David Nyvall (January 19, 1863 – February 6, 1946) was a Swedish immigrant to the United States and church leader who helped shape the Evangelical Covenant Church and establish North Park University in Chicago.

== Biography ==

=== Upbringing and education ===
Nyvall was born in Karlskoga, Sweden, the son of Carl Johan Nyvall, a colporteur who helped found the Mission Covenant Church in Sweden, and Anna Margareta Moberg. He immigrated to America in 1886 at age 23; he settled in Illinois and became involved in the nascent denomination in the states. Though his educational background was pre-med, he accepted an offer from Erik August Skogsbergh (1850–1939) to teach at his school in Minneapolis, Minnesota.

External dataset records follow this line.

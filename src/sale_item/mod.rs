pub mod model;
pub mod service;

pub use model::{NewSaleItem, SaleItem, SaleItemWithItem, SalesType};
pub use service::SaleItemService;
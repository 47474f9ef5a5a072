// region:    --- Imports
use super::model::{NewSaleItem, SaleItem, SaleItemWithItem, SalesType};
use crate::catalog::{CatalogFilter, CatalogPage, CatalogPlanner};
use crate::database::DatabaseManager;
use crate::error::{MarketError, Result};
use crate::registry::ItemKindRegistry;
use sqlx::PgConnection;
use std::sync::Arc;
use tracing::{info, warn};
// endregion: --- Imports

// region:    --- Queries
const GET_SALES_TYPE: &str = "SELECT * FROM sales_types WHERE id = $1";

const GET_ACTIVE_SALES_TYPES: &str =
    "SELECT * FROM sales_types WHERE status = 1 ORDER BY sort_key ASC, id ASC";

const GET_SALE_ITEM: &str = "SELECT * FROM sale_items WHERE id = $1";

const INSERT_SALE_ITEM: &str = r#"
    INSERT INTO sale_items (owner_id, sales_type, item_id)
    VALUES ($1, $2, $3)
    RETURNING *
"#;
// endregion: --- Queries

// region:    --- Sale Item Service
/// 판매 상품 서비스
pub struct SaleItemService {
    db_manager: Arc<DatabaseManager>,
    registry: Arc<ItemKindRegistry>,
    planner: CatalogPlanner,
}

impl SaleItemService {
    pub fn new(db_manager: Arc<DatabaseManager>, registry: Arc<ItemKindRegistry>) -> Self {
        let planner = CatalogPlanner::new(Arc::clone(&db_manager));
        Self {
            db_manager,
            registry,
            planner,
        }
    }

    /// 판매 상품 생성
    /// 실제 상품 생성과 판매 상품 저장은 하나의 트랜잭션으로 묶는다.
    pub async fn create(&self, new_item: NewSaleItem) -> Result<SaleItemWithItem> {
        info!(
            "{:<12} --> 판매 상품 생성: owner={}, sales_type={}, item_id={:?}",
            "SaleItem", new_item.owner_id, new_item.sales_type, new_item.item_id
        );
        let mut tx = self.db_manager.pool().begin().await?;

        let sales_type = fetch_sales_type(&mut tx, new_item.sales_type).await?;
        let service = self.registry.get(&sales_type.service_name)?;

        let (item_id, item) = match new_item.item_id {
            Some(item_id) => (item_id, service.find_by_id(&mut tx, item_id).await?),
            None => {
                let record = service.create(&mut tx, new_item.item).await?;
                (record.id(), Some(record))
            }
        };

        let sale_item = sqlx::query_as::<_, SaleItem>(INSERT_SALE_ITEM)
            .bind(new_item.owner_id)
            .bind(sales_type.id)
            .bind(item_id)
            .fetch_one(&mut *tx)
            .await?;

        tx.commit().await?;
        info!(
            "{:<12} --> 판매 상품 생성 완료: id={}, {}={}",
            "SaleItem", sale_item.id, sales_type.service_name, item_id
        );

        Ok(SaleItemWithItem {
            sale_item,
            sales_type,
            item,
        })
    }

    /// 판매 상품과 실제 상품 조회
    /// 실제 상품이 없으면 `item` 이 비어 있는 채로 돌려준다.
    pub async fn fetch_with_item(&self, sale_item_id: i64) -> Result<SaleItemWithItem> {
        info!("{:<12} --> 판매 상품 조회 id: {}", "SaleItem", sale_item_id);
        let mut conn = self.db_manager.pool().acquire().await?;

        let sale_item = sqlx::query_as::<_, SaleItem>(GET_SALE_ITEM)
            .bind(sale_item_id)
            .fetch_optional(&mut *conn)
            .await?
            .ok_or(MarketError::NotFound {
                entity: "sale_item",
                id: sale_item_id,
            })?;

        let sales_type = fetch_sales_type(&mut conn, sale_item.sales_type).await?;
        let service = self.registry.get(&sales_type.service_name)?;
        let item = service.find_by_id(&mut conn, sale_item.item_id).await?;
        if item.is_none() {
            warn!(
                "{:<12} --> 실제 상품이 없습니다: sale_item={}, {}={}",
                "SaleItem", sale_item.id, sales_type.service_name, sale_item.item_id
            );
        }

        Ok(SaleItemWithItem {
            sale_item,
            sales_type,
            item,
        })
    }

    /// 판매 상품 목록 검색
    pub async fn search(&self, filter: &CatalogFilter) -> Result<CatalogPage> {
        self.planner.search(filter).await
    }

    /// 판매 유형 조회
    pub async fn find_sales_type(&self, sales_type_id: i64) -> Result<SalesType> {
        let mut conn = self.db_manager.pool().acquire().await?;
        fetch_sales_type(&mut conn, sales_type_id).await
    }

    /// 사용 중인 판매 유형 목록
    pub async fn list_sales_types(&self) -> Result<Vec<SalesType>> {
        let sales_types = sqlx::query_as::<_, SalesType>(GET_ACTIVE_SALES_TYPES)
            .fetch_all(self.db_manager.pool())
            .await?;
        Ok(sales_types)
    }

    /// 사용 중인 판매 유형이 모두 레지스트리에 등록되어 있는지 확인
    pub async fn verify_sales_types(&self) -> Result<()> {
        for sales_type in self.list_sales_types().await? {
            if !self.registry.contains(&sales_type.service_name) {
                warn!(
                    "{:<12} --> 등록되지 않은 판매 유형 서비스: {} ({})",
                    "SaleItem", sales_type.service_name, sales_type.code
                );
                return Err(MarketError::UnknownKind(sales_type.service_name));
            }
        }
        Ok(())
    }
}

async fn fetch_sales_type(conn: &mut PgConnection, sales_type_id: i64) -> Result<SalesType> {
    sqlx::query_as::<_, SalesType>(GET_SALES_TYPE)
        .bind(sales_type_id)
        .fetch_optional(conn)
        .await?
        .ok_or(MarketError::NotFound {
            entity: "sales_type",
            id: sales_type_id,
        })
}
// endregion: --- Sale Item Service
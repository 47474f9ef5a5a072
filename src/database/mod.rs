use crate::config::Config;
use crate::error::Result;
use sqlx::postgres::{PgPool, PgPoolOptions};
use std::future::Future;
use std::pin::Pin;
use std::sync::Arc;
use tracing::info;

// 스키마 적용 시 다른 프로세스와의 충돌 방지용 advisory lock 키
const SCHEMA_LOCK_KEY: i64 = 0x5A1E_17E3;

pub struct DatabaseManager {
    pub pool: Arc<PgPool>,
}

impl DatabaseManager {
    /// 데이터베이스 매니저 생성
    pub async fn new(config: &Config) -> Result<Self> {
        let pool = PgPoolOptions::new()
            .max_connections(config.max_connections)
            .connect(&config.database_url)
            .await?;
        Ok(Self {
            pool: Arc::new(pool),
        })
    }

    /// 기존 풀로 생성
    pub fn from_pool(pool: PgPool) -> Self {
        Self {
            pool: Arc::new(pool),
        }
    }

    /// 데이터베이스 풀 가져오기
    pub fn get_pool(&self) -> Arc<PgPool> {
        Arc::clone(&self.pool)
    }

    /// 트랜잭션 실행
    pub async fn transaction<F, R, E>(&self, f: F) -> std::result::Result<R, E>
    where
        F: for<'c> FnOnce(
            &'c mut sqlx::Transaction<'_, sqlx::Postgres>,
        ) -> Pin<Box<dyn Future<Output = std::result::Result<R, E>> + Send + 'c>>,
        E: From<sqlx::Error>,
    {
        let mut tx = self.pool.begin().await?;
        let result = f(&mut tx).await;
        match result {
            Ok(r) => {
                tx.commit().await?;
                Ok(r)
            }
            Err(e) => {
                tx.rollback().await?;
                Err(e)
            }
        }
    }

    /// 데이터베이스 초기화 (전체 삭제 후 재생성)
    pub async fn initialize_database(&self) -> Result<()> {
        let recreate_db_sql = include_str!("../../sql/00-recreate-db.sql");
        self.execute_locked(recreate_db_sql).await?;
        self.apply_schema().await
    }

    /// 스키마 적용 (이미 있으면 유지)
    pub async fn apply_schema(&self) -> Result<()> {
        let create_schema_sql = include_str!("../../sql/01-create-schema.sql");
        self.execute_locked(create_schema_sql).await?;
        info!("{:<12} --> 스키마 적용 완료", "Database");
        Ok(())
    }

    /// advisory lock 을 잡은 커넥션에서 여러 쿼리 실행
    async fn execute_locked(&self, sql: &str) -> Result<()> {
        let mut conn = self.pool.acquire().await?;
        sqlx::query("SELECT pg_advisory_lock($1)")
            .bind(SCHEMA_LOCK_KEY)
            .execute(&mut *conn)
            .await?;

        let mut outcome = Ok(());
        for query in sql.split(';') {
            let query = query.trim();
            if query.is_empty() {
                continue;
            }
            if let Err(e) = sqlx::query(query).execute(&mut *conn).await {
                outcome = Err(e);
                break;
            }
        }

        sqlx::query("SELECT pg_advisory_unlock($1)")
            .bind(SCHEMA_LOCK_KEY)
            .execute(&mut *conn)
            .await?;
        outcome.map_err(Into::into)
    }

    pub fn pool(&self) -> &PgPool {
        &self.pool
    }
}
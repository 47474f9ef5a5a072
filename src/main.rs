// region:    --- Imports
use marketplace_service::config::Config;
use marketplace_service::database::DatabaseManager;
use marketplace_service::Services;
use std::sync::Arc;
use tracing::{error, info};
// endregion: --- Imports

// region:    --- Main
#[tokio::main]
async fn main() -> Result<(), Box<dyn std::error::Error>> {
    // logging 초기화
    tracing_subscriber::fmt()
        .with_env_filter(tracing_subscriber::EnvFilter::from_default_env())
        .without_time()
        .with_target(false)
        .init();

    let config = Config::from_env()?;

    // DatabaseManager 생성
    let db_manager = Arc::new(DatabaseManager::new(&config).await?);

    // 데이터베이스 초기화
    let initialized = if config.reset_database {
        db_manager.initialize_database().await
    } else {
        db_manager.apply_schema().await
    };
    if let Err(e) = initialized {
        error!("{:<12} --> 데이터베이스 초기화 실패: {:?}", "Main", e);
        return Err(e.into());
    }
    info!("{:<12} --> 데이터베이스 초기화 성공", "Main");

    // 서비스 구성 및 판매 유형 검증
    let services = Services::build(Arc::clone(&db_manager), config.sweep_interval);
    if let Err(e) = services.sale_items.verify_sales_types().await {
        error!("{:<12} --> 판매 유형 검증 실패: {:?}", "Main", e);
        return Err(e.into());
    }
    info!(
        "{:<12} --> 등록된 상품 종류: {:?}",
        "Main",
        services.registry.kinds()
    );

    // 경매 정리 스케줄러
    services.scheduler.start().await;
    info!(
        "{:<12} --> 경매 정리 스케줄러 시작: 주기 {:?}",
        "Main", config.sweep_interval
    );

    tokio::signal::ctrl_c().await?;
    info!("{:<12} --> 종료", "Main");
    Ok(())
}
// endregion: --- Main
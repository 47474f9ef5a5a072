use crate::registry::ItemRecord;
use chrono::{DateTime, Utc};
use serde::{Deserialize, Serialize};

// 판매 유형 모델
#[derive(Debug, Clone, Serialize, Deserialize, sqlx::FromRow)]
pub struct SalesType {
    pub id: i64,
    pub code: String,
    pub name: String,
    /// 상품 종류 레지스트리 키
    pub service_name: String,
    /// 실제 상품 테이블
    pub model: String,
    pub sort_key: i32,
    pub status: i16,
}

// 판매 상품 모델. `item_id` 는 `sales_type` 과 함께일 때만 의미가 있다.
#[derive(Debug, Clone, Serialize, Deserialize, sqlx::FromRow)]
pub struct SaleItem {
    pub id: i64,
    pub owner_id: i64,
    pub sales_type: i64,
    pub item_id: i64,
    pub status: i16,
    pub created_at: DateTime<Utc>,
    pub updated_at: DateTime<Utc>,
}

/// 판매 상품 생성 요청
/// `item_id` 가 없으면 `item` 으로 실제 상품을 먼저 만든다.
#[derive(Debug, Clone, Serialize, Deserialize)]
pub struct NewSaleItem {
    pub owner_id: i64,
    pub sales_type: i64,
    #[serde(default)]
    pub item_id: Option<i64>,
    #[serde(default)]
    pub item: serde_json::Value,
}

/// 실제 상품이 붙은 판매 상품 (상품은 메모리에서만 붙인다)
#[derive(Debug, Clone, Serialize, Deserialize)]
pub struct SaleItemWithItem {
    pub sale_item: SaleItem,
    pub sales_type: SalesType,
    pub item: Option<ItemRecord>,
}
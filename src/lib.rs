pub mod auction;
pub mod catalog;
pub mod config;
pub mod database;
pub mod error;
pub mod listing;
pub mod registry;
pub mod sale_item;
pub mod scheduler;

pub use error::{MarketError, Result};

// region:    --- Services
use std::sync::Arc;

/// 프로세스 시작 시 한 번 구성해 요청 처리기에 넘기는 서비스 묶음
pub struct Services {
    pub registry: Arc<registry::ItemKindRegistry>,
    pub auctions: Arc<auction::AuctionService>,
    pub listings: Arc<listing::ListingService>,
    pub sale_items: Arc<sale_item::SaleItemService>,
    pub scheduler: Arc<scheduler::AuctionScheduler>,
}

impl Services {
    /// 레지스트리에 모든 상품 종류를 등록하고 서비스를 구성
    pub fn build(
        db_manager: Arc<database::DatabaseManager>,
        sweep_interval: std::time::Duration,
    ) -> Self {
        let auctions = Arc::new(auction::AuctionService::new(Arc::clone(&db_manager)));
        let listings = Arc::new(listing::ListingService::new(Arc::clone(&db_manager)));

        let mut kinds = registry::ItemKindRegistry::new();
        kinds.register(registry::AUCTION_KIND, auctions.clone());
        kinds.register(registry::LISTING_KIND, listings.clone());
        let registry = Arc::new(kinds);

        let sale_items = Arc::new(sale_item::SaleItemService::new(
            Arc::clone(&db_manager),
            Arc::clone(&registry),
        ));
        let scheduler = Arc::new(scheduler::AuctionScheduler::new(db_manager, sweep_interval));

        Self {
            registry,
            auctions,
            listings,
            sale_items,
            scheduler,
        }
    }
}
// endregion: --- Services
use crate::auction::model::AuctionStatus;
use crate::registry::AUCTION_KIND;
use serde::{Deserialize, Serialize};

/// 기본 페이지 크기
pub const DEFAULT_PAGE_SIZE: i64 = 20;
/// 최대 페이지 크기
pub const MAX_PAGE_SIZE: i64 = 100;

/// 경매 상태 비교 연산자
#[derive(Debug, Clone, Copy, PartialEq, Eq, Serialize, Deserialize)]
#[serde(rename_all = "snake_case")]
pub enum RangeOp {
    Gt,
    Lt,
    Gte,
    Lte,
    Eq,
}

impl RangeOp {
    pub fn sql(self) -> &'static str {
        match self {
            RangeOp::Gt => ">",
            RangeOp::Lt => "<",
            RangeOp::Gte => ">=",
            RangeOp::Lte => "<=",
            RangeOp::Eq => "=",
        }
    }
}

/// 경매 상태 범위 조건. 경매만 조회할 때만 적용된다.
#[derive(Debug, Clone, Copy, PartialEq, Eq, Serialize, Deserialize)]
pub struct StatusRange {
    pub op: RangeOp,
    pub status: AuctionStatus,
}

/// 판매 상품 목록 검색 조건
#[derive(Debug, Clone, Default, Serialize, Deserialize)]
#[serde(default)]
pub struct CatalogFilter {
    /// 상품명/설명 검색어
    pub keyword: Option<String>,
    /// 판매 유형 서비스 키 (비어 있으면 전체)
    pub sales_types: Vec<String>,
    pub department_id: Option<i64>,
    pub device_type_id: Option<i64>,
    pub manufacturer_id: Option<i64>,
    pub company_area: Option<String>,
    pub owner_id: Option<i64>,
    pub status_range: Option<StatusRange>,
    /// 1부터 시작
    pub page: Option<i64>,
    pub page_size: Option<i64>,
}

#[derive(Debug, Clone, Copy, PartialEq, Eq)]
pub struct Pagination {
    pub page: i64,
    pub page_size: i64,
}

impl Pagination {
    /// 아주 큰 페이지 번호는 빈 페이지가 되도록 최댓값에서 멈춘다
    pub fn offset(&self) -> i64 {
        (self.page - 1).saturating_mul(self.page_size)
    }

    pub fn total_pages(&self, total: i64) -> i64 {
        if total <= 0 {
            0
        } else {
            (total + self.page_size - 1) / self.page_size
        }
    }
}

impl CatalogFilter {
    /// 판매 유형을 주어진 종류로 제한한 사본
    pub fn restricted_to(&self, kinds: &[&str]) -> Self {
        Self {
            sales_types: kinds.iter().map(|kind| kind.to_string()).collect(),
            ..self.clone()
        }
    }

    /// 경매만 조회하는지 여부
    pub fn is_auction_only(&self) -> bool {
        !self.sales_types.is_empty() && self.sales_types.iter().all(|kind| kind == AUCTION_KIND)
    }

    pub fn pagination(&self) -> Pagination {
        let page = self.page.unwrap_or(1).max(1);
        let page_size = self
            .page_size
            .unwrap_or(DEFAULT_PAGE_SIZE)
            .clamp(1, MAX_PAGE_SIZE);
        Pagination { page, page_size }
    }

    /// 공백을 제거한 검색어 (빈 문자열은 없음으로 취급)
    pub fn keyword(&self) -> Option<&str> {
        self.keyword
            .as_deref()
            .map(str::trim)
            .filter(|keyword| !keyword.is_empty())
    }
}

#[cfg(test)]
mod tests {
    use super::*;
    use crate::registry::LISTING_KIND;

    #[test]
    fn pagination_defaults_and_caps() {
        let filter = CatalogFilter::default();
        assert_eq!(
            filter.pagination(),
            Pagination {
                page: 1,
                page_size: DEFAULT_PAGE_SIZE
            }
        );

        let filter = CatalogFilter {
            page: Some(0),
            page_size: Some(10_000),
            ..Default::default()
        };
        let pagination = filter.pagination();
        assert_eq!(pagination.page, 1);
        assert_eq!(pagination.page_size, MAX_PAGE_SIZE);
    }

    #[test]
    fn offset_and_page_count() {
        let pagination = Pagination {
            page: 3,
            page_size: 20,
        };
        assert_eq!(pagination.offset(), 40);
        assert_eq!(pagination.total_pages(0), 0);
        assert_eq!(pagination.total_pages(20), 1);
        assert_eq!(pagination.total_pages(41), 3);
    }

    #[test]
    fn huge_page_numbers_saturate_the_offset() {
        let filter = CatalogFilter {
            page: Some(i64::MAX),
            ..Default::default()
        };
        assert_eq!(filter.pagination().offset(), i64::MAX);

        let pagination = Pagination {
            page: i64::MAX,
            page_size: MAX_PAGE_SIZE,
        };
        assert_eq!(pagination.offset(), i64::MAX);
    }

    #[test]
    fn auction_only_requires_an_explicit_auction_restriction() {
        let filter = CatalogFilter::default();
        assert!(!filter.is_auction_only());
        assert!(filter.restricted_to(&[AUCTION_KIND]).is_auction_only());
        assert!(!filter
            .restricted_to(&[AUCTION_KIND, LISTING_KIND])
            .is_auction_only());
    }

    #[test]
    fn blank_keyword_is_ignored() {
        let filter = CatalogFilter {
            keyword: Some("   ".to_string()),
            ..Default::default()
        };
        assert_eq!(filter.keyword(), None);

        let filter = CatalogFilter {
            keyword: Some(" stent ".to_string()),
            ..Default::default()
        };
        assert_eq!(filter.keyword(), Some("stent"));
    }

    #[test]
    fn status_range_deserializes_from_snake_case() {
        let range: StatusRange =
            serde_json::from_value(serde_json::json!({"op": "gte", "status": "bidding"})).unwrap();
        assert_eq!(range.op, RangeOp::Gte);
        assert_eq!(range.status, AuctionStatus::Bidding);
    }
}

In 1887 he married Skogsbergh's sister Lovisa (Louise) and served a year as pastor to a church in Sioux City, Iowa.

=== Career ===
The next year he began teaching in the Swedish department of the Chicago Theological Seminary, which at the time provided the theological education of many Covenant pastors. Nyvall felt strongly that the Covenant should have its own school. Acting on this conviction, he resigned from the Chicago Theological Seminary and returned to Skogsbergh's Minneapolis school, which the Covenant had recently accepted as the denomination's school. Three years later, in 1891, this school was moved to Chicago and North Park College was established, a decision that upset some, including Nyvall's brother-in-law, Skogsbergh.

=== North Park ===
Nyvall served as president of North Park and professor of New Testament in the seminary. Under his leadership and guidance, the school survived struggles and grew in both enrollment and endowment. The Covenant underwent a scandal in which P. H. Anderson, a Covenant missionary to Alaska, discovered gold; there was a dispute as to who should get the money. Largely as a result of the criticism and disagreement, Nyvall resigned as president and professor in 1904 and left the school the following year.

=== 1905–1912 ===
In his absence, he served as the first president of Walden College in McPherson, Kansas. In 1907 he returned to Sweden and the following year he took up residence in Minneapolis where he edited the early Covenant periodical Veckoblad. He also established the department of Scandinavian Studies at the University of Washington and served as professor from 1910 until 1912.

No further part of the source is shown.